##### DATASET
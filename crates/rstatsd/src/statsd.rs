//! Thin statsd gauge client over UDP.
//!
//! One gauge per datagram, formatted as `{prefix}{key}:{value}|g`, sent
//! fire-and-forget. The gauge sample weight is 1.0, which statsd encodes
//! by omitting the `@rate` suffix.

use std::io;
use std::net::UdpSocket;

use rstats_core::sink::GaugeSink;
use tracing::trace;

/// Prefix applied when the configured prefix is empty.
const DEFAULT_PREFIX: &str = "go";

/// Normalizes a configured metric prefix.
///
/// An empty prefix falls back to "go", and exactly one trailing `.`
/// separator is guaranteed, so applying the normalization twice yields
/// the same result.
pub fn normalize_prefix(prefix: &str) -> String {
    let base = if prefix.is_empty() {
        DEFAULT_PREFIX
    } else {
        prefix
    };
    let mut normalized = base.trim_end_matches('.').to_string();
    normalized.push('.');
    normalized
}

/// UDP statsd sink.
///
/// The socket is connected once at startup; a statsd daemon that goes
/// away afterwards just swallows datagrams, matching the fire-and-forget
/// model. The only failure surfaced to the caller is the initial dial.
pub struct StatsdSink {
    socket: UdpSocket,
    prefix: String,
}

impl StatsdSink {
    /// Dials the statsd endpoint (host:port).
    ///
    /// Fails only when the local socket cannot be opened or the endpoint
    /// does not resolve; this must be reported before the collection loop
    /// starts.
    pub fn dial(endpoint: &str, prefix: &str) -> io::Result<Self> {
        let socket = UdpSocket::bind("0.0.0.0:0")?;
        socket.connect(endpoint)?;
        Ok(Self {
            socket,
            prefix: normalize_prefix(prefix),
        })
    }

    /// The normalized prefix, trailing separator included.
    pub fn prefix(&self) -> &str {
        &self.prefix
    }
}

impl GaugeSink for StatsdSink {
    fn gauge(&self, key: &str, value: u64) {
        let datagram = format!("{}{}:{}|g", self.prefix, key, value);
        // Best-effort: a dropped datagram shows up downstream as a stale
        // gauge, not as an error here.
        if let Err(e) = self.socket.send(datagram.as_bytes()) {
            trace!("statsd send failed: {}", e);
        }
    }
}

#[cfg(test)]
mod tests {
    use super::*;
    use std::time::Duration;

    #[test]
    fn empty_prefix_defaults_to_go() {
        assert_eq!(normalize_prefix(""), "go.");
    }

    #[test]
    fn prefix_gets_a_single_trailing_separator() {
        assert_eq!(normalize_prefix("pillar"), "pillar.");
        assert_eq!(normalize_prefix("pillar."), "pillar.");
    }

    #[test]
    fn normalization_is_idempotent() {
        for prefix in ["", "pillar", "pillar.", "a.b"] {
            let once = normalize_prefix(prefix);
            assert_eq!(normalize_prefix(&once), once);
        }
    }

    #[test]
    fn gauge_sends_the_statsd_wire_line() {
        let server = UdpSocket::bind("127.0.0.1:0").unwrap();
        server
            .set_read_timeout(Some(Duration::from_secs(2)))
            .unwrap();
        let endpoint = server.local_addr().unwrap().to_string();

        let sink = StatsdSink::dial(&endpoint, "pillar").unwrap();
        sink.gauge("cpu.NumGoroutine", 42);

        let mut buf = [0u8; 128];
        let n = server.recv(&mut buf).unwrap();
        assert_eq!(&buf[..n], b"pillar.cpu.NumGoroutine:42|g");
    }

    #[test]
    fn dial_fails_on_unresolvable_endpoint() {
        assert!(StatsdSink::dial("statsd.invalid:8125", "pillar").is_err());
    }
}
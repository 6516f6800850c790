//! Allocator statistics read through jemalloc's `mallctl` interface.
//!
//! Requires the `stats` feature of jemalloc, which `tikv-jemalloc-sys`
//! enables here. Reads are best-effort: a statistic jemalloc cannot
//! provide reads as zero rather than failing the sampling pass.

use std::ffi::CStr;
use std::mem;

/// One snapshot of jemalloc's global counters, in bytes.
#[derive(Debug, Clone, Copy, Default, PartialEq, Eq)]
pub struct AllocatorStats {
    /// Bytes allocated by the application (`stats.allocated`).
    pub allocated: u64,
    /// Bytes in active pages backing allocations (`stats.active`).
    pub active: u64,
    /// Bytes of allocator metadata (`stats.metadata`).
    pub metadata: u64,
    /// Bytes physically resident (`stats.resident`).
    pub resident: u64,
    /// Bytes of mapped address space (`stats.mapped`).
    pub mapped: u64,
    /// Bytes retained after being unmapped from use (`stats.retained`).
    pub retained: u64,
}

impl AllocatorStats {
    /// Takes one consistent snapshot of the global allocator counters.
    pub fn read() -> Self {
        refresh_epoch();
        Self {
            allocated: read_stat(c"stats.allocated"),
            active: read_stat(c"stats.active"),
            metadata: read_stat(c"stats.metadata"),
            resident: read_stat(c"stats.resident"),
            mapped: read_stat(c"stats.mapped"),
            retained: read_stat(c"stats.retained"),
        }
    }
}

/// Advances jemalloc's statistics epoch so subsequent reads observe
/// current values. jemalloc caches `stats.*` until the epoch is bumped.
fn refresh_epoch() {
    let mut epoch: u64 = 1;
    let mut len = mem::size_of::<u64>();
    // SAFETY: "epoch" reads and writes a uint64_t; both pointers reference
    // live stack variables and the lengths match the value size.
    unsafe {
        tikv_jemalloc_sys::mallctl(
            c"epoch".as_ptr().cast(),
            (&mut epoch as *mut u64).cast(),
            &mut len as *mut usize,
            (&mut epoch as *mut u64).cast(),
            mem::size_of::<u64>(),
        );
    }
}

/// Reads a single `size_t` statistic by mallctl name. Returns 0 when the
/// statistic is unavailable.
fn read_stat(name: &CStr) -> u64 {
    let mut value: usize = 0;
    let mut len = mem::size_of::<usize>();
    // SAFETY: "stats.*" names read a size_t; the pointers reference live
    // stack variables and len matches the destination size.
    let ret = unsafe {
        tikv_jemalloc_sys::mallctl(
            name.as_ptr().cast(),
            (&mut value as *mut usize).cast(),
            &mut len as *mut usize,
            std::ptr::null_mut(),
            0,
        )
    };
    if ret == 0 { value as u64 } else { 0 }
}
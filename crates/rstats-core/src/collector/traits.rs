//! Abstraction for filesystem access to enable testing and mocking.
//!
//! The `FileSystem` trait lets samplers read the real `/proc` filesystem
//! on Linux or an in-memory mock in tests and on other platforms.

use std::io;
use std::path::Path;

/// Abstraction for reading virtual filesystem files.
pub trait FileSystem: Send + Sync {
    /// Reads the entire contents of a file as a string.
    fn read_to_string(&self, path: &Path) -> io::Result<String>;
}

/// Real filesystem implementation that delegates to `std::fs`.
///
/// Use this in production to read from the actual `/proc` filesystem.
#[derive(Debug, Default, Clone, Copy)]
pub struct RealFs;

impl RealFs {
    /// Creates a new `RealFs` instance.
    pub fn new() -> Self {
        Self
    }
}

impl FileSystem for RealFs {
    fn read_to_string(&self, path: &Path) -> io::Result<String> {
        std::fs::read_to_string(path)
    }
}

#[cfg(test)]
mod tests {
    use super::*;
    use std::env;

    #[test]
    fn real_fs_reads_existing_file() {
        let fs = RealFs::new();
        // Cargo.toml always exists in the crate root during tests
        let cargo_toml = env::current_dir().unwrap().join("Cargo.toml");
        let content = fs.read_to_string(&cargo_toml).unwrap();
        assert!(content.contains("[package]"));
    }

    #[test]
    fn real_fs_errors_on_missing_file() {
        let fs = RealFs::new();
        assert!(fs.read_to_string(Path::new("/nonexistent/path/12345")).is_err());
    }
}
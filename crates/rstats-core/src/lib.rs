//! rstats-core — in-process runtime telemetry collection.
//!
//! Provides:
//! - `collector` — the sampling/emission loop, its configuration, and the
//!   runtime samplers behind it
//! - `sink` — the gauge sink capability plus an in-memory test double
//!
//! The library deliberately carries no transport of its own: gauges leave
//! the process through whatever [`sink::GaugeSink`] the embedding code
//! supplies. The `rstatsd` binary ships a statsd UDP sink.

pub mod collector;
pub mod sink;

// Run the test suite against jemalloc so the allocator statistics the
// samplers read describe the test process itself.
#[cfg(test)]
#[global_allocator]
static TEST_ALLOC: tikv_jemallocator::Jemalloc = tikv_jemallocator::Jemalloc;
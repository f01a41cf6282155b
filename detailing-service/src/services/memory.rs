//! In-process store backed by concurrent maps. Used for local runs and tests.

use async_trait::async_trait;
use dashmap::mapref::entry::Entry;
use dashmap::DashMap;

use super::store::{InvoiceFilter, Store, StoreError};
use crate::models::{Customer, InventoryItem, Invoice, Job};

#[derive(Default)]
pub struct MemoryStore {
    customers: DashMap<String, Customer>,
    items: DashMap<String, InventoryItem>,
    ensure_keys: DashMap<String, String>,
    jobs: DashMap<String, Job>,
    invoices: DashMap<String, Invoice>,
    job_invoices: DashMap<(String, String), String>,
    counters: DashMap<String, u32>,
}

impl MemoryStore {
    pub fn new() -> Self {
        Self::default()
    }
}

#[async_trait]
impl Store for MemoryStore {
    async fn ping(&self) -> Result<(), StoreError> {
        Ok(())
    }

    async fn insert_customer(&self, customer: &Customer) -> Result<(), StoreError> {
        self.customers.insert(customer.id.clone(), customer.clone());
        Ok(())
    }

    async fn find_customer(&self, id: &str) -> Result<Option<Customer>, StoreError> {
        Ok(self.customers.get(id).map(|c| c.value().clone()))
    }

    async fn insert_item(&self, item: &InventoryItem) -> Result<(), StoreError> {
        if let Some(key) = &item.ensure_key {
            match self.ensure_keys.entry(key.clone()) {
                Entry::Occupied(_) => {
                    return Err(StoreError::Duplicate(format!(
                        "inventory ensure key '{}'",
                        key
                    )))
                }
                Entry::Vacant(slot) => {
                    slot.insert(item.id.clone());
                }
            }
        }
        self.items.insert(item.id.clone(), item.clone());
        Ok(())
    }

    async fn find_item(&self, id: &str) -> Result<Option<InventoryItem>, StoreError> {
        Ok(self.items.get(id).map(|item| item.value().clone()))
    }

    async fn find_item_by_ensure_key(
        &self,
        key: &str,
    ) -> Result<Option<InventoryItem>, StoreError> {
        let id = match self.ensure_keys.get(key) {
            Some(id) => id.value().clone(),
            None => return Ok(None),
        };
        self.find_item(&id).await
    }

    async fn list_items(&self) -> Result<Vec<InventoryItem>, StoreError> {
        let mut items: Vec<InventoryItem> =
            self.items.iter().map(|item| item.value().clone()).collect();
        items.sort_by(|a, b| a.name.cmp(&b.name));
        Ok(items)
    }

    async fn replace_item(
        &self,
        item: &InventoryItem,
        expected_version: i64,
    ) -> Result<bool, StoreError> {
        match self.items.get_mut(&item.id) {
            Some(mut current) if current.version == expected_version => {
                *current = item.clone();
                Ok(true)
            }
            _ => Ok(false),
        }
    }

    async fn insert_job(&self, job: &Job) -> Result<(), StoreError> {
        self.jobs.insert(job.id.clone(), job.clone());
        Ok(())
    }

    async fn find_job(&self, id: &str) -> Result<Option<Job>, StoreError> {
        Ok(self.jobs.get(id).map(|job| job.value().clone()))
    }

    async fn replace_job(&self, job: &Job, expected_version: i64) -> Result<bool, StoreError> {
        match self.jobs.get_mut(&job.id) {
            Some(mut current) if current.version == expected_version => {
                *current = job.clone();
                Ok(true)
            }
            _ => Ok(false),
        }
    }

    async fn insert_invoice(&self, invoice: &Invoice) -> Result<(), StoreError> {
        if let Some(job_id) = &invoice.job_id {
            match self
                .job_invoices
                .entry((job_id.clone(), invoice.business.clone()))
            {
                Entry::Occupied(_) => {
                    return Err(StoreError::Duplicate(format!(
                        "invoice for job {} and business '{}'",
                        job_id, invoice.business
                    )))
                }
                Entry::Vacant(slot) => {
                    slot.insert(invoice.id.clone());
                }
            }
        }
        self.invoices.insert(invoice.id.clone(), invoice.clone());
        Ok(())
    }

    async fn find_invoice(&self, id: &str) -> Result<Option<Invoice>, StoreError> {
        Ok(self.invoices.get(id).map(|invoice| invoice.value().clone()))
    }

    async fn replace_invoice(&self, invoice: &Invoice) -> Result<(), StoreError> {
        self.invoices.insert(invoice.id.clone(), invoice.clone());
        Ok(())
    }

    async fn list_invoices(&self, filter: &InvoiceFilter) -> Result<Vec<Invoice>, StoreError> {
        let mut invoices: Vec<Invoice> = self
            .invoices
            .iter()
            .filter(|invoice| filter.matches(invoice.value()))
            .map(|invoice| invoice.value().clone())
            .collect();
        invoices.sort_by_key(|invoice| (invoice.created_at, invoice.sequence));
        Ok(invoices)
    }

    async fn next_invoice_sequence(&self, business: &str) -> Result<u32, StoreError> {
        let mut seq = self.counters.entry(business.to_string()).or_insert(0);
        *seq += 1;
        Ok(*seq)
    }

    async fn seed_invoice_sequence(&self, business: &str, floor: u32) -> Result<(), StoreError> {
        let mut seq = self.counters.entry(business.to_string()).or_insert(0);
        if *seq < floor {
            *seq = floor;
        }
        Ok(())
    }
}
use axum::{extract::State, http::StatusCode, response::IntoResponse, Json};
use serde_json::json;

use crate::services::get_metrics;
use crate::startup::AppState;

pub async fn health_check() -> impl IntoResponse {
    Json(json!({
        "status": "ok",
        "service": "detailing-service",
        "version": env!("CARGO_PKG_VERSION")
    }))
}

pub async fn readiness_check(State(state): State<AppState>) -> impl IntoResponse {
    match state.store.ping().await {
        Ok(()) => (StatusCode::OK, Json(json!({ "status": "ready" }))),
        Err(e) => {
            tracing::warn!(error = %e, "Readiness check failed");
            (
                StatusCode::SERVICE_UNAVAILABLE,
                Json(json!({ "status": "unavailable", "error": e.to_string() })),
            )
        }
    }
}

pub async fn metrics_endpoint() -> impl IntoResponse {
    (
        StatusCode::OK,
        [("content-type", "text/plain; charset=utf-8")],
        get_metrics(),
    )
}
##########
• PROBLEM TO WORK ON: Set down only the lines above that fall between the line holding "in-memory test double" and the line holding "async fn insert_customer(&self, customer: &Customer)", inclusive, keeping each exact.

• SOLVED EXERCISE:
//! - `sink` — the gauge sink capability plus an in-memory test double
//!
//! The library deliberately carries no transport of its own: gauges leave
//! the process through whatever [`sink::GaugeSink`] the embedding code
//! supplies. The `rstatsd` binary ships a statsd UDP sink.

pub mod collector;
pub mod sink;

// Run the test suite against jemalloc so the allocator statistics the
// samplers read describe the test process itself.
#[cfg(test)]
#[global_allocator]
static TEST_ALLOC: tikv_jemallocator::Jemalloc = tikv_jemallocator::Jemalloc;
repository f01a41cf6282155b
filename detailing-service/src/services/memory.rs
//! In-process store backed by concurrent maps. Used for local runs and tests.

use async_trait::async_trait;
use dashmap::mapref::entry::Entry;
use dashmap::DashMap;

use super::store::{InvoiceFilter, Store, StoreError};
use crate::models::{Customer, InventoryItem, Invoice, Job};

#[derive(Default)]
pub struct MemoryStore {
    customers: DashMap<String, Customer>,
    items: DashMap<String, InventoryItem>,
    ensure_keys: DashMap<String, String>,
    jobs: DashMap<String, Job>,
    invoices: DashMap<String, Invoice>,
    job_invoices: DashMap<(String, String), String>,
    counters: DashMap<String, u32>,
}

impl MemoryStore {
    pub fn new() -> Self {
        Self::default()
    }
}

#[async_trait]
impl Store for MemoryStore {
    async fn ping(&self) -> Result<(), StoreError> {
        Ok(())
    }

    async fn insert_customer(&self, customer: &Customer) -> Result<(), StoreError> {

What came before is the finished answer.